In the wake of the assassination of Speaker Emerita Melissa Hortman in June 2025, legislators’ home addresses were removed from campaign committee registration information on the Campaign Finance and Public Disclosure Board website. Those addresses, however, were still available in other documents.
“Suffice it to say that public availability of home addresses of many legislators put our safety at risk in the heightened political environment we find ourselves in,” said Rep. Mike Freiberg (DFL-Golden Valley).
The Campaign Finance and Public Disclosure Board oversees campaign finance reporting by candidates for state office, including campaign committee registration and fundraising, and lobbyist registration and disclosures.
Freiberg sponsors HF3363 that, as amended, would prohibit the board from posting on its website street addresses of individuals disclosed within campaign reports.
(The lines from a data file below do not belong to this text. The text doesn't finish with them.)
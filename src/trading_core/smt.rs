//! SMT divergence between correlated instruments

use super::bars::Bar;
use super::signal::Bias;
use chrono::{DateTime, Utc};
use serde::{Deserialize, Serialize};

#[derive(Debug, Clone, Serialize, Deserialize)]
#[serde(default)]
pub struct SmtConfig {
    /// Bars before the current one that define the prior extreme
    pub lookback: usize,
    /// Max timestamp difference for two bars to be paired
    pub tolerance_secs: i64,
    /// Bars a divergence stays relevant for the orchestrator
    pub max_age_bars: usize,
}

impl Default for SmtConfig {
    fn default() -> Self {
        Self {
            lookback: 20,
            tolerance_secs: 60,
            max_age_bars: 10,
        }
    }
}

#[derive(Debug, Clone, PartialEq, Serialize, Deserialize)]
pub struct SmtDivergence {
    /// BULLISH: primary made a new low the correlated market refused
    pub kind: Bias,
    pub primary_symbol: String,
    pub correlated_symbol: String,
    pub primary_price: f64,
    pub correlated_price: f64,
    pub index: usize,
    pub timestamp: DateTime<Utc>,
}

/// Index futures and ETFs that move together
pub fn correlated_symbol(symbol: &str) -> Option<&'static str> {
    let root = symbol.split('.').next().unwrap_or(symbol).to_ascii_uppercase();
    match root.as_str() {
        "ES" => Some("NQ"),
        "NQ" => Some("ES"),
        "MES" => Some("MNQ"),
        "MNQ" => Some("MES"),
        "SPY" => Some("QQQ"),
        "QQQ" => Some("SPY"),
        _ => None,
    }
}

/// Pair each primary bar with the nearest correlated bar within tolerance.
///
/// Both inputs must be in timestamp order.
pub fn align_by_timestamp<'a>(
    primary: &'a [Bar],
    correlated: &'a [Bar],
    tolerance_secs: i64,
) -> Vec<(&'a Bar, &'a Bar)> {
    let mut pairs = Vec::new();
    if correlated.is_empty() {
        return pairs;
    }

    let distance = |a: &Bar, b: &Bar| (a.timestamp - b.timestamp).num_seconds().abs();
    let mut j = 0;
    for p in primary {
        while j + 1 < correlated.len() && distance(&correlated[j + 1], p) < distance(&correlated[j], p) {
            j += 1;
        }
        if distance(&correlated[j], p) <= tolerance_secs {
            pairs.push((p, &correlated[j]));
        }
    }
    pairs
}

/// Check the newest primary bar for divergence against the correlated series
pub fn detect_smt_divergence(
    primary: &[Bar],
    correlated: &[Bar],
    index: usize,
    config: &SmtConfig,
) -> Option<SmtDivergence> {
    let needed = config.lookback + 1;
    if primary.len() < needed || correlated.len() < needed {
        return None;
    }

    // Only the tail matters, with slack for gaps in the correlated feed
    let p_tail = &primary[primary.len().saturating_sub(needed * 2)..];
    let c_tail = &correlated[correlated.len().saturating_sub(needed * 3)..];
    let pairs = align_by_timestamp(p_tail, c_tail, config.tolerance_secs);
    if pairs.len() < needed {
        return None;
    }

    let (current_p, current_c) = pairs[pairs.len() - 1];
    if primary.last().map(|b| b.timestamp) != Some(current_p.timestamp) {
        return None;
    }

    let prior = &pairs[pairs.len() - needed..pairs.len() - 1];
    let prev_p_high = prior.iter().map(|(p, _)| p.high).fold(f64::MIN, f64::max);
    let prev_p_low = prior.iter().map(|(p, _)| p.low).fold(f64::MAX, f64::min);
    let prev_c_high = prior.iter().map(|(_, c)| c.high).fold(f64::MIN, f64::max);
    let prev_c_low = prior.iter().map(|(_, c)| c.low).fold(f64::MAX, f64::min);

    let (kind, primary_price, correlated_price) = if current_p.high > prev_p_high && current_c.high <= prev_c_high {
        (Bias::Bearish, current_p.high, current_c.high)
    } else if current_p.low < prev_p_low && current_c.low >= prev_c_low {
        (Bias::Bullish, current_p.low, current_c.low)
    } else {
        return None;
    };

    Some(SmtDivergence {
        kind,
        primary_symbol: current_p.symbol.clone(),
        correlated_symbol: current_c.symbol.clone(),
        primary_price,
        correlated_price,
        index,
        timestamp: current_p.timestamp,
    })
}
The bill would extend the authority of any campaign staff, not just the campaign treasurer, to use the board’s reporting system and only require them to submit a city, state, and zip code instead of a complete address in the report.
For the disclaimer on printed campaign materials, rather than an address, the material would need to include the campaign entity’s mailing address, an actively monitored email address, or a reference to the entity’s website.
The House Elections Finance and Government Operations Committee approved the bill Wednesday, sending it to the House Judiciary Finance and Civil Law Committee.
Alex Baiocco, director of government affairs for the People United for Privacy Foundation, wrote in support of the bill, saying it “ensures the state’s legitimate transparency and regulatory objectives are met while keeping particularly abuse-prone information confidential.”
Thirteen amendments covering more documents that contain street addresses were proposed, 12 were approved, further stripping addresses from nominating petitions, affidavits of candidacy, and lobbyist gift reports, among other documents, as well as retroactively redacting addresses from other reports.
An amendment successfully offered by Rep. Duane Quam (R-Byron) would allow leaders of each major political party access to candidate street addresses even as it is made private from the public. “Leadership have earned the right for accessibility that the public does not have,” he said.